Draghi “sarebbe l’ideale per presiedere il Consiglio europeo”, spiega al Foglio una fonte dell’Ue. C’è innanzitutto il metodo Draghi, esercitato da presidente della Bce: usare la sua autorevolezza per forzare i suoi interlocutori, anche quelli più restii, a un consenso attorno alle sue posizioni. Lo ha fatto anche a Bruxelles, da premier italiano, in più occasioni. All’inizio del mandato, quando spinse von der Leyen a un approccio più assertivo (e protezionista) sui vaccini prodotti nell’Ue che dovevano andare prima di tutto all’Ue. All’inizio della guerra della Russia contro l’Ucraina, quando si inventò la sanzione più potente di tutte, con il congelamento delle riserve della Banca centrale russa. Pochi mesi dopo, quando convinse sul treno per Kyiv gli esitanti Emmanuel Macron e Olaf Scholz a sostenere lo status di paese candidato per l’Ucraina. Nel corso di tutto il 2022, quando riuscì a superare le esitazioni di von der Leyen e della Germania sul “price cap” sul gas. Poi, c’è il pensiero europeista di Draghi, che continua a svilupparsi e a strutturarsi. Sotto di lui, la Bce è diventata la prima (e unica) istituzione federale, vera banca centrale dell’euro. Prima di andarsene da Francoforte i suoi discorsi erano incentrati sul grande balzo (“quantum leap”) nell’integrazione europea. Da premier ha costantemente promosso l’idea dell’inevitabilità del debito europeo per gli investimenti europei. A fine novembre (alla presentazione di un libro di Aldo Cazzullo) Draghi si è spinto a dire che l’Ue deve “diventare uno stato”.
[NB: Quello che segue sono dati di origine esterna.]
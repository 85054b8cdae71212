mod allergen;
mod ingredient;
mod overhead;
mod price;
mod product;
mod recipe;
mod supplier;

pub use allergen::*;
pub use ingredient::*;
pub use overhead::*;
pub use price::*;
pub use product::*;
pub use recipe::*;
pub use supplier::*;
Tutti questi pregi si trasformano in difetti, quando a scegliere il presidente del Consiglio europeo è un gruppo di leader in cui prevalgono interessi personali e paure politiche. “Draghi alla testa dell’Ue farebbe ombra ai Macron, Scholz, Sánchez e Meloni”, dice un diplomatico: “I capi di stato e di governo vogliono più un notaio che un leader come presidente del Consiglio europeo”. Anche il metodo e le idee di Draghi giocano contro una sua nomina. “E’ troppo politico”, ha detto al Financial Times un funzionario dell’Ue. “Il suo discorso sull’Ue che deve diventare stato non è sicuramente consensuale”, conferma un diplomatico. Le sue posizioni sul debito europeo “entrano in rotta di collisione con la Germania e i paesi frugali”, avverte un ambasciatore. Nell’ultimo ventennio, i leader dell’Ue si sono mostrati coraggiosi solo davanti al baratro della crisi dell’euro, della pandemia e della guerra della Russia. “Serve coraggio per nominare Draghi. Una crisi grave potrebbe essere determinante”, dice l’ambasciatore.